▶ [What this task involves]: Each line from the material with the word "Sorted" in it must be copied.

▶ [Information]:

++++++++++++++++++++

// Logsight - GPL-3.0-or-later
// This file is part of Logsight.
//
// Copyright (C) 2026 Daniel Freiermuth
//
// Logsight is free software: you can redistribute it and/or modify
// it under the terms of the GNU General Public License as published by
// the Free Software Foundation, either version 3 of the License, or
// (at your option) any later version.
//
// Logsight is distributed in the hope that it will be useful,
// but WITHOUT ANY WARRANTY; without even the implied warranty of
// MERCHANTABILITY or FITNESS FOR A PARTICULAR PURPOSE.  See the
// GNU General Public License for more details.
//
// You should have received a copy of the GNU General Public License
// along with Logsight.  If not, see <https://www.gnu.org/licenses/>.

use crate::client::{FetchError, LogQuery, SnapshotSource};
use crate::core::dashboard::Dashboard;
use crate::core::snapshot::Snapshot;
use crate::core::snapshot_cache::SnapshotCache;
use std::sync::atomic::{AtomicU64, Ordering};
use std::sync::Arc;

/// Sequence number reserved for one refresh. Issued before fetching so the
/// order of tickets is the order in which refreshes were started.
#[derive(Debug, Clone, Copy, PartialEq, Eq, PartialOrd, Ord)]
pub struct RefreshTicket {
    sequence: u64,
}

impl RefreshTicket {
    #[must_use]
    pub const fn sequence(self) -> u64 {
        self.sequence
    }
}

#[derive(Debug, Clone)]
pub enum RefreshOutcome {
    /// The new dashboard is now the published one
    Applied(Arc<Dashboard>),
    /// A refresh started later already published; this result was dropped
    Stale { sequence: u64, latest: u64 },
}

impl RefreshOutcome {
    #[must_use]
    pub const fn is_applied(&self) -> bool {
        matches!(self, Self::Applied(_))
    }
}

/// Fetches snapshots from a source and publishes their dashboards, newest
/// started refresh wins.
pub struct Refresher<S> {
    source: S,
    cache: SnapshotCache,
    next_sequence: AtomicU64,
}

impl<S: SnapshotSource> Refresher<S> {
    #[must_use]
    pub fn new(source: S) -> Self {
        Self {
            source,
            cache: SnapshotCache::new(),
            next_sequence: AtomicU64::new(0),
        }
    }

    #[must_use]
    pub const fn cache(&self) -> &SnapshotCache {
        &self.cache
    }

    #[must_use]
    pub const fn source(&self) -> &S {
        &self.source
    }

    pub fn begin(&self) -> RefreshTicket {
        let sequence = self.next_sequence.fetch_add(1, Ordering::Relaxed) + 1;
        tracing::debug!("Refresh #{sequence} started");
        RefreshTicket { sequence }
    }

    /// Build the dashboard for `snapshot` and publish it under `ticket`
    pub fn complete(&self, ticket: RefreshTicket, snapshot: Snapshot) -> RefreshOutcome {
        let sequence = ticket.sequence;
        if let Some(latest) = self.cache.sequence().filter(|&latest| latest >= sequence) {
            tracing::debug!("Refresh #{sequence} is stale (#{latest} already published)");
            return RefreshOutcome::Stale { sequence, latest };
        }

        let dashboard = Arc::new(Dashboard::compute(snapshot));
        if self.cache.publish(sequence, Arc::clone(&dashboard)) {
            tracing::debug!("Refresh #{sequence} published");
            RefreshOutcome::Applied(dashboard)
        } else {
            // Lost the race against a newer refresh while computing
            let latest = self.cache.sequence().unwrap_or(sequence);
            tracing::debug!("Refresh #{sequence} is stale (#{latest} already published)");
            RefreshOutcome::Stale { sequence, latest }
        }
    }

    /// Fetch logs and anomalies, then publish the resulting dashboard.
    /// On failure the previously published dashboard stays in place.
    pub async fn refresh(&self, query: &LogQuery) -> Result<RefreshOutcome, FetchError> {
        let ticket = self.begin();
        tracing::info!(
            "Refreshing #{} from {}",
            ticket.sequence,
            self.source.describe()
        );

        let document = self
            .source
            .fetch_snapshot(query)
            .await
            .inspect_err(|e| tracing::warn!("Refresh #{} failed: {e}", ticket.sequence))?;

        let mut anomalies = document.anomalies;
        anomalies.records = query.scope_anomalies(anomalies.records, &document.logs.records);
        Ok(self.complete(ticket, Snapshot::from_parsed(document.logs, anomalies)))
    }
}
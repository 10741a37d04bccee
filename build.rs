// Logsight - GPL-3.0-or-later
// Embeds the git revision into the binaries' version string

use std::process::Command;

fn git(args: &[&str]) -> Option<String> {
    let output = Command::new("git").args(args).output().ok()?;
    output
        .status
        .success()
        .then(|| String::from_utf8_lossy(&output.stdout).trim().to_string())
}

fn main() {
    let revision = git(&["rev-parse", "--short", "HEAD"]).unwrap_or_else(|| "unknown".to_string());
    let dirty = git(&["status", "--porcelain"]).is_some_and(|status| !status.is_empty());

    let revision = if dirty {
        format!("{revision}-dirty")
    } else {
        revision
    };
    println!("cargo:rustc-env=GIT_HASH={revision}");

    println!("cargo:rerun-if-changed=.git/HEAD");
    println!("cargo:rerun-if-changed=.git/index");
}
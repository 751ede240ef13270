//! Monitoring HTTP API.
//!
//! - `GET /health`, `GET /ready`, `GET /metrics`
//! - `GET|DELETE /api/scheduler/messages`
//! - `GET|DELETE /api/dead-letter/messages`, `POST /api/dead-letter/messages/requeue`
//!
//! Queue endpoints address a queue with `ns` and `queueName` query parameters.
//! Invalid parameters are rejected with 422.

mod error;
mod handlers;

pub use self::error::{ApiError, ValidatedQuery, Violation};
pub use self::handlers::{DataResponse, HealthResponse, MessageQuery, PageQuery};

use crate::clock::{SharedClock, SystemClock};
use crate::context::QueueContext;
use crate::gateway::SharedGateway;
use crate::keys::QueueName;
use axum::{
    Router,
    routing::{get, post},
};
use std::sync::Arc;
use tower_http::trace::TraceLayer;

#[derive(Clone)]
pub struct MonitorState {
    pub gateway: SharedGateway,
    pub clock: SharedClock,
    pub app_name: String,
    pub version: String,
}

impl MonitorState {
    pub fn new(gateway: SharedGateway, app_name: impl Into<String>, version: impl Into<String>) -> Self {
        Self {
            gateway,
            clock: Arc::new(SystemClock),
            app_name: app_name.into(),
            version: version.into(),
        }
    }

    pub fn with_clock(mut self, clock: SharedClock) -> Self {
        self.clock = clock;
        self
    }

    /// Context for the queue named in a request
    pub fn context(&self, namespace: &str, queue: &str) -> Result<QueueContext, ApiError> {
        let name = QueueName::new(namespace, queue)?;
        Ok(QueueContext::new(name, self.gateway.clone()).with_clock(self.clock.clone()))
    }
}

pub fn monitor_router(state: MonitorState) -> Router {
    Router::new()
        .route("/health", get(handlers::health))
        .route("/ready", get(handlers::ready))
        .route("/metrics", get(handlers::metrics))
        .route(
            "/api/scheduler/messages",
            get(handlers::list_scheduled).delete(handlers::delete_scheduled),
        )
        .route(
            "/api/dead-letter/messages",
            get(handlers::list_dead_lettered).delete(handlers::delete_dead_lettered),
        )
        .route(
            "/api/dead-letter/messages/requeue",
            post(handlers::requeue_dead_lettered),
        )
        .layer(TraceLayer::new_for_http())
        .with_state(state)
}
//! Prometheus metrics for queue instances

use crate::error::{QueueError, Result};
use metrics::{counter, gauge, histogram};
use metrics_exporter_prometheus::{PrometheusBuilder, PrometheusHandle};
use once_cell::sync::OnceCell;
use std::time::Duration;
use tracing::info;

static PROMETHEUS_HANDLE: OnceCell<PrometheusHandle> = OnceCell::new();

/// Install the Prometheus recorder. Subsequent calls are no-ops.
pub fn init_metrics() -> Result<()> {
    PROMETHEUS_HANDLE.get_or_try_init(|| {
        let handle = PrometheusBuilder::new()
            .install_recorder()
            .map_err(|e| QueueError::Config(format!("failed to install Prometheus recorder: {}", e)))?;
        info!("Prometheus metrics initialized");
        Ok::<_, QueueError>(handle)
    })?;
    Ok(())
}

pub fn prometheus_handle() -> Option<&'static PrometheusHandle> {
    PROMETHEUS_HANDLE.get()
}

/// Render metrics in Prometheus text format
pub fn render_metrics() -> Option<String> {
    prometheus_handle().map(|h| h.render())
}

/// Metrics labeled with one queue
#[derive(Debug, Clone)]
pub struct QueueMetrics {
    queue: String,
}

impl QueueMetrics {
    pub fn new(queue: impl Into<String>) -> Self {
        Self { queue: queue.into() }
    }

    pub fn message_produced(&self, scheduled: bool) {
        counter!(
            "mq_messages_produced_total",
            "queue" => self.queue.clone(),
            "scheduled" => scheduled.to_string()
        )
        .increment(1);
    }

    pub fn messages_promoted(&self, count: u64) {
        counter!("mq_messages_promoted_total", "queue" => self.queue.clone()).increment(count);
    }

    pub fn message_received(&self) {
        counter!("mq_messages_received_total", "queue" => self.queue.clone()).increment(1);
    }

    pub fn message_acknowledged(&self, duration: Duration) {
        counter!("mq_messages_acknowledged_total", "queue" => self.queue.clone()).increment(1);
        histogram!("mq_consume_duration_seconds", "queue" => self.queue.clone())
            .record(duration.as_secs_f64());
    }

    pub fn consume_failed(&self, kind: &'static str) {
        counter!(
            "mq_consume_failures_total",
            "queue" => self.queue.clone(),
            "kind" => kind
        )
        .increment(1);
    }

    pub fn message_requeued(&self) {
        counter!("mq_messages_requeued_total", "queue" => self.queue.clone()).increment(1);
    }

    pub fn message_dead_lettered(&self) {
        counter!("mq_messages_dead_lettered_total", "queue" => self.queue.clone()).increment(1);
    }

    pub fn message_expired(&self) {
        counter!("mq_messages_expired_total", "queue" => self.queue.clone()).increment(1);
    }

    pub fn message_malformed(&self) {
        counter!("mq_messages_malformed_total", "queue" => self.queue.clone()).increment(1);
    }

    pub fn consumer_reclaimed(&self, messages: usize) {
        counter!("mq_consumers_reclaimed_total", "queue" => self.queue.clone()).increment(1);
        counter!("mq_messages_reclaimed_total", "queue" => self.queue.clone()).increment(messages as u64);
    }

    pub fn in_flight(&self, count: usize) {
        gauge!("mq_messages_in_flight", "queue" => self.queue.clone()).set(count as f64);
    }
}

#[cfg(test)]
mod tests {
    use super::*;

    #[test]
    fn test_init_metrics_is_idempotent() {
        init_metrics().unwrap();
        init_metrics().unwrap();
        assert!(prometheus_handle().is_some());
    }

    #[test]
    fn test_recorded_metrics_are_rendered() {
        init_metrics().unwrap();
        let metrics = QueueMetrics::new("default:render-test");
        metrics.message_produced(false);
        metrics.message_dead_lettered();

        let output = render_metrics().unwrap();
        assert!(output.contains("mq_messages_produced_total"));
        assert!(output.contains("default:render-test"));
    }
}
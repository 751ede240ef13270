use crate::Environment;
use tracing::debug;
use tracing_subscriber::{prelude::*, EnvFilter};

/// Install color-eyre with the project-standard configuration.
///
/// Call this early in main() before any fallible operations. Safe to call
/// multiple times.
pub fn install_color_eyre() {
    let _ = color_eyre::config::HookBuilder::default()
        .display_location_section(true)
        .display_env_section(false)
        .install();
}

/// Initialize tracing with environment-aware output and span capture.
///
/// - **Production** (`APP_ENV=production`): flattened JSON events, no targets
/// - **Development** (default): pretty output with targets
///
/// `RUST_LOG` overrides the default filter (`info` in production,
/// `debug` for the queue crates in development). Both modes install
/// `tracing_error::ErrorLayer` so eyre reports carry span traces.
///
/// Repeated calls are ignored, which keeps tests simple.
pub fn init_tracing(environment: &Environment) {
    let is_production = environment.is_production();

    let filter = EnvFilter::try_from_default_env().unwrap_or_else(|_| {
        if is_production {
            EnvFilter::new("info")
        } else {
            EnvFilter::new("info,message_queue=debug,mq_worker=debug,mq_produce=debug")
        }
    });

    let fmt_layer = if is_production {
        tracing_subscriber::fmt::layer()
            .json()
            .with_target(false)
            .flatten_event(true)
            .boxed()
    } else {
        tracing_subscriber::fmt::layer()
            .with_target(true)
            .with_file(false)
            .with_line_number(false)
            .pretty()
            .boxed()
    };

    let result = tracing_subscriber::registry()
        .with(fmt_layer)
        .with(tracing_error::ErrorLayer::default())
        .with(filter)
        .try_init();

    match result {
        Ok(_) => tracing::info!(environment = ?environment, "Tracing initialized"),
        Err(_) => debug!("Tracing already initialized, skipping re-initialization"),
    }
}
//! Queue Worker Service - Entry Point
//!
//! Consumes one queue and serves the monitor API next to it.

#[tokio::main]
async fn main() -> eyre::Result<()> {
    mq_worker::run().await
}
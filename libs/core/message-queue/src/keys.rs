//! Queue identity and Redis key layout.
//!
//! Every key of a queue shares the `{namespace:queue}` hash tag so multi-key
//! scripts stay on one cluster slot.

use crate::error::{QueueError, Result};
use serde::{Deserialize, Serialize};
use std::fmt;
use strum::{AsRefStr, Display, EnumIter, EnumString};
use uuid::Uuid;

pub const KEY_PREFIX: &str = "mq";
pub const DEFAULT_NAMESPACE: &str = "default";

/// Validated `(namespace, queue)` pair
#[derive(Debug, Clone, PartialEq, Eq, Hash, Serialize, Deserialize)]
pub struct QueueName {
    namespace: String,
    name: String,
}

impl QueueName {
    /// Validate and case-fold both parts. Allowed: `[a-z0-9_-]+`.
    pub fn new(namespace: &str, name: &str) -> Result<Self> {
        Ok(Self {
            namespace: validate_part("namespace", namespace)?,
            name: validate_part("queue name", name)?,
        })
    }

    /// Queue in the default namespace
    pub fn in_default(name: &str) -> Result<Self> {
        Self::new(DEFAULT_NAMESPACE, name)
    }

    pub fn namespace(&self) -> &str {
        &self.namespace
    }

    pub fn name(&self) -> &str {
        &self.name
    }
}

impl fmt::Display for QueueName {
    fn fmt(&self, f: &mut fmt::Formatter<'_>) -> fmt::Result {
        write!(f, "{}:{}", self.namespace, self.name)
    }
}

fn validate_part(kind: &str, value: &str) -> Result<String> {
    let lowered = value.trim().to_lowercase();
    if lowered.is_empty() {
        return Err(QueueError::Config(format!("{} must not be empty", kind)));
    }
    let valid = lowered
        .chars()
        .all(|c| c.is_ascii_lowercase() || c.is_ascii_digit() || c == '_' || c == '-');
    if !valid {
        return Err(QueueError::Config(format!(
            "Invalid {} '{}': only letters, digits, '_' and '-' are allowed",
            kind, value
        )));
    }
    Ok(lowered)
}

/// Cumulative counters kept in the queue's stats hash.
#[derive(Debug, Clone, Copy, PartialEq, Eq, Hash)]
#[derive(Display, AsRefStr, EnumString, EnumIter)]
#[strum(serialize_all = "snake_case")]
pub enum StatField {
    Produced,
    Scheduled,
    Promoted,
    Acknowledged,
    Requeued,
    DeadLettered,
    Expired,
}

/// Key names for one queue
#[derive(Debug, Clone)]
pub struct QueueKeys {
    base: String,
}

impl QueueKeys {
    pub fn new(queue: &QueueName) -> Self {
        Self {
            base: format!("{}:{{{}}}", KEY_PREFIX, queue),
        }
    }

    /// List of deliverable messages (LPUSH in, pop from the right)
    pub fn ready(&self) -> String {
        format!("{}:ready", self.base)
    }

    /// Sorted set of delayed/recurring messages scored by due time (ms)
    pub fn scheduled(&self) -> String {
        format!("{}:scheduled", self.base)
    }

    /// Terminal list for messages that exhausted their retries
    pub fn dead_letter(&self) -> String {
        format!("{}:dead-letter", self.base)
    }

    /// Per-consumer list of checked-out messages
    pub fn processing(&self, consumer_id: &Uuid) -> String {
        format!("{}:processing:{}", self.base, consumer_id)
    }

    /// Sorted set of consumer ids scored by last heartbeat (ms)
    pub fn heartbeats(&self) -> String {
        format!("{}:heartbeats", self.base)
    }

    /// Hash of cumulative counters
    pub fn stats(&self) -> String {
        format!("{}:stats", self.base)
    }

    /// Hash of per-instance rate snapshots
    pub fn rates(&self) -> String {
        format!("{}:rates", self.base)
    }
}
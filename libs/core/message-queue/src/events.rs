//! Instance events.
//!
//! Every producer and consumer owns an [`EventBus`]. Events are sent on a
//! broadcast channel at the moment the transition happens; slow subscribers
//! lag and miss events rather than slowing the instance down.

use std::time::Duration;
use strum::AsRefStr;
use tokio::sync::broadcast;
use tracing::trace;
use uuid::Uuid;

const EVENT_CAPACITY: usize = 1024;

#[derive(Debug, Clone, PartialEq, Eq, AsRefStr)]
#[strum(serialize_all = "snake_case")]
pub enum QueueEvent {
    GoingUp,
    Up,
    GoingDown,
    Down,
    /// Consumer found nothing to do for a whole block timeout
    Idle,
    MessageProduced { message_id: Uuid },
    MessagePromoted { message_id: Uuid },
    MessageReceived { message_id: Uuid },
    MessageAcknowledged { message_id: Uuid },
    MessageRequeued { message_id: Uuid, delay: Duration },
    MessageDeadLettered { message_id: Uuid },
    /// TTL exceeded before delivery
    MessageExpired { message_id: Uuid },
    /// A crashed consumer's processing list was drained
    ConsumerReclaimed { consumer_id: Uuid, messages: usize },
}

#[derive(Debug, Clone, PartialEq, Eq)]
pub struct InstanceEvent {
    pub instance_id: Uuid,
    pub event: QueueEvent,
}

#[derive(Debug, Clone)]
pub struct EventBus {
    instance_id: Uuid,
    tx: broadcast::Sender<InstanceEvent>,
}

impl EventBus {
    pub fn new(instance_id: Uuid) -> Self {
        let (tx, _) = broadcast::channel(EVENT_CAPACITY);
        Self { instance_id, tx }
    }

    pub fn instance_id(&self) -> Uuid {
        self.instance_id
    }

    pub fn subscribe(&self) -> broadcast::Receiver<InstanceEvent> {
        self.tx.subscribe()
    }

    pub fn emit(&self, event: QueueEvent) {
        trace!(instance_id = %self.instance_id, event = event.as_ref(), "Event");
        // No subscribers is fine
        let _ = self.tx.send(InstanceEvent {
            instance_id: self.instance_id,
            event,
        });
    }
}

++++++++++++++++++++

▶ [Exercise result]:
    /// Sorted set of delayed/recurring messages scored by due time (ms)
    /// Sorted set of consumer ids scored by last heartbeat (ms)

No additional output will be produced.